O ambiente de software se moveu para uma estrutura mais granular, de microsserviços, particularmente para necessidades de operações de desenvolvimento. Além disso, o boom dos serviços de infraestrutura de nuvem pública permitiu que grandes empresas oferecessem serviços de desenvolvimento e infraestrutura para outras empresas com um modelo de pagamento conforme o uso. O software de IA não é diferente, pois as mesmas empresas oferecem MLaaS para outras empresas.

Os desenvolvedores aproveitam facilmente esses algoritmos e soluções pré-construídos alimentando-os com seus próprios dados para obter insights. Usar sistemas construídos por empresas de grande porte ajuda pequenas empresas a economizar tempo, recursos e dinheiro, eliminando a necessidade de contratar desenvolvedores de aprendizado de máquina qualificados. O MLaaS crescerá ainda mais à medida que as empresas continuarem a depender desses microsserviços e à medida que a necessidade de IA aumentar.

Explicabilidade

Quando se trata de algoritmos de aprendizado de máquina, especialmente aprendizado profundo, pode ser particularmente difícil explicar como eles chegaram a certas conclusões.
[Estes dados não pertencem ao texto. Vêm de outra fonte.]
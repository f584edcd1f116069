use std::future::Future;
use std::sync::Arc;
use std::time::Duration;

use async_trait::async_trait;
use auth::JwtError;
use auth::PasswordHasher;
use auth::SignedTokenIssuer;

use crate::domain::account::models::Account;
use crate::domain::account::models::AccountCriteria;
use crate::domain::account::models::AccountId;
use crate::domain::account::models::EmailAddress;
use crate::domain::account::models::NewAccount;
use crate::domain::account::models::Role;
use crate::domain::account::ports::AccountDirectory;
use crate::domain::errors::AuthError;
use crate::domain::invitation::models::InvitationToken;
use crate::domain::invitation::models::InvitationTokenFilter;
use crate::domain::invitation::models::InvitationTokenStatus;
use crate::domain::invitation::models::Paging;
use crate::domain::invitation::ports::InvitationTokenStore;
use crate::domain::session::models::LoginCommand;
use crate::domain::session::models::RegisterCommand;
use crate::domain::session::models::Session;
use crate::domain::session::models::Subject;
use crate::domain::session::ports::AuthServicePort;

/// Default bound on a single directory or store call.
pub const DEFAULT_DEADLINE: Duration = Duration::from_secs(5);

/// Domain service implementation for the credential use cases.
///
/// Holds no mutable state of its own: the directory and the token store are the
/// only shared mutable resources, and every call into them is bounded by `deadline`.
pub struct AuthService<AD, IS>
where
    AD: AccountDirectory,
    IS: InvitationTokenStore,
{
    directory: Arc<AD>,
    invitations: Arc<IS>,
    issuer: Arc<SignedTokenIssuer>,
    password_hasher: PasswordHasher,
    /// Salt for the decoy hash on unknown-email logins.
    decoy_salt: String,
    admin_emails: Vec<EmailAddress>,
    deadline: Duration,
}

impl<AD, IS> AuthService<AD, IS>
where
    AD: AccountDirectory,
    IS: InvitationTokenStore,
{
    /// Create a new auth service with injected dependencies.
    ///
    /// # Arguments
    /// * `directory` - Account lookup and creation
    /// * `invitations` - Invitation token store
    /// * `issuer` - Session token issuer (carries the signing secret)
    /// * `deadline` - Upper bound for each directory/store call
    pub fn new(
        directory: Arc<AD>,
        invitations: Arc<IS>,
        issuer: Arc<SignedTokenIssuer>,
        deadline: Duration,
    ) -> Self {
        let password_hasher = PasswordHasher::new();
        Self {
            directory,
            invitations,
            issuer,
            decoy_salt: password_hasher.generate_salt(),
            password_hasher,
            admin_emails: Vec::new(),
            deadline,
        }
    }

    /// Emails that register as admins instead of regular accounts.
    pub fn with_admin_emails(mut self, admin_emails: Vec<EmailAddress>) -> Self {
        self.admin_emails = admin_emails;
        self
    }

    async fn bounded<T, F>(&self, operation: F) -> Result<T, AuthError>
    where
        F: Future<Output = Result<T, AuthError>> + Send,
    {
        tokio::time::timeout(self.deadline, operation)
            .await
            .map_err(|_| {
                let deadline_ms = self.deadline.as_millis() as u64;
                tracing::warn!(deadline_ms, "Backend call timed out");
                AuthError::Timeout(deadline_ms)
            })?
    }

    fn open_session(&self, subject: Subject) -> Result<Session, AuthError> {
        let tokens = self
            .issuer
            .issue_pair(&subject.to_string())
            .map_err(|e| AuthError::Internal(format!("Token generation failed: {}", e)))?;

        Ok(Session::new(subject, tokens))
    }
}

#[async_trait]
impl<AD, IS> AuthServicePort for AuthService<AD, IS>
where
    AD: AccountDirectory,
    IS: InvitationTokenStore,
{
    async fn register(&self, command: RegisterCommand) -> Result<AccountId, AuthError> {
        let criteria = AccountCriteria::ByEmail(command.email.clone());
        if self
            .bounded(self.directory.find_account(&criteria))
            .await?
            .is_some()
        {
            return Err(AuthError::EntityAlreadyExists(command.email.to_string()));
        }

        let salt = self.password_hasher.generate_salt();
        let password_hash = self
            .password_hasher
            .hash(command.password.as_str(), &salt)
            .map_err(|e| AuthError::Internal(format!("Password hashing failed: {}", e)))?;

        let role = if self.admin_emails.contains(&command.email) {
            Role::Admin
        } else {
            Role::Regular
        };

        let account_id = self
            .bounded(self.directory.create_account(NewAccount {
                email: command.email,
                password_hash,
                salt,
                role,
            }))
            .await?;

        tracing::info!(account_id = %account_id, admin = role == Role::Admin, "Account registered");
        Ok(account_id)
    }

    async fn login(&self, command: LoginCommand) -> Result<Session, AuthError> {
        let criteria = AccountCriteria::ByEmail(command.email);
        let Some(account) = self.bounded(self.directory.find_account(&criteria)).await? else {
            // Same Argon2 cost as a real verify, so response time does not reveal the miss.
            let _ = self.password_hasher.hash(&command.password, &self.decoy_salt);
            tracing::warn!("Login rejected: unknown email");
            return Err(AuthError::InvalidCredentials);
        };

        let matches = self
            .password_hasher
            .verify(&command.password, &account.salt, &account.password_hash)
            .map_err(|e| AuthError::Internal(format!("Password verification failed: {}", e)))?;

        if !matches {
            tracing::warn!(account_id = %account.id, "Login rejected: password mismatch");
            return Err(AuthError::InvalidCredentials);
        }

        self.open_session(Subject::Account(account.id))
    }

    async fn login_with_invitation_token(&self, token: &str) -> Result<Session, AuthError> {
        self.bounded(self.invitations.consume(token))
            .await
            .map_err(|e| {
                tracing::warn!(error = %e, "Invitation login rejected");
                e
            })?;

        let session = self.open_session(Subject::new_guest())?;
        tracing::info!(subject = %session.subject, "Invitation token redeemed");
        Ok(session)
    }

    async fn generate_invitation_token(&self) -> Result<InvitationToken, AuthError> {
        let token = self.bounded(self.invitations.generate()).await?;
        tracing::info!(expiry = token.expiry, "Invitation token generated");
        Ok(token)
    }

    async fn validate_invitation_token(&self, token: &str) -> Result<(), AuthError> {
        self.bounded(self.invitations.validate(token)).await
    }

    async fn list_invitation_tokens(
        &self,
        filter: &InvitationTokenFilter,
        paging: &Paging,
    ) -> Result<Vec<InvitationToken>, AuthError> {
        self.bounded(self.invitations.list(filter, paging)).await
    }

    async fn update_invitation_token(
        &self,
        token: &str,
        status: InvitationTokenStatus,
    ) -> Result<(), AuthError> {
        self.bounded(self.invitations.update(token, status)).await?;
        tracing::info!(status = status.as_i64(), "Invitation token status overridden");
        Ok(())
    }

    fn authorize(&self, bearer: &str) -> Result<Subject, AuthError> {
        let subject = self.issuer.verify_access(bearer).map_err(|e| match e {
            JwtError::InvalidSignature(_) => AuthError::InvalidSignature,
            JwtError::TokenExpired => AuthError::SessionExpired,
            JwtError::WrongKind { .. } => {
                AuthError::Unauthorized("Access token required".to_string())
            }
            JwtError::EncodingFailed(msg) => AuthError::Internal(msg),
        })?;

        subject
            .parse::<Subject>()
            .map_err(|e| AuthError::Unauthorized(e.to_string()))
    }

    async fn require_admin(&self, subject: &Subject) -> Result<Account, AuthError> {
        let account_id = match subject {
            Subject::Account(id) => *id,
            Subject::Guest(_) => {
                return Err(AuthError::Forbidden(
                    "Guest sessions cannot manage invitations".to_string(),
                ))
            }
        };

        let account = self
            .bounded(self.directory.find_account(&AccountCriteria::ById(account_id)))
            .await?
            .ok_or_else(|| AuthError::Unauthorized("Account no longer exists".to_string()))?;

        if !account.is_admin() {
            tracing::warn!(account_id = %account.id, "Admin operation refused");
            return Err(AuthError::Forbidden("Admin role required".to_string()));
        }

        Ok(account)
    }
}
A IA explicável, também conhecida como XAI, é o processo pelo qual o processo de tomada de decisão dos algoritmos é tornado transparente e compreensível para os humanos. A transparência é o princípio mais prevalente na literatura atual de ética em IA, e, portanto, a explicabilidade, um subconjunto da transparência, torna-se crucial. As Plataformas de MLOps estão cada vez mais incluindo ferramentas para explicabilidade, ajudando os usuários a incorporar explicabilidade em seus modelos e atender aos requisitos de explicabilidade de dados em legislações como a lei de privacidade da União Europeia, o GDPR.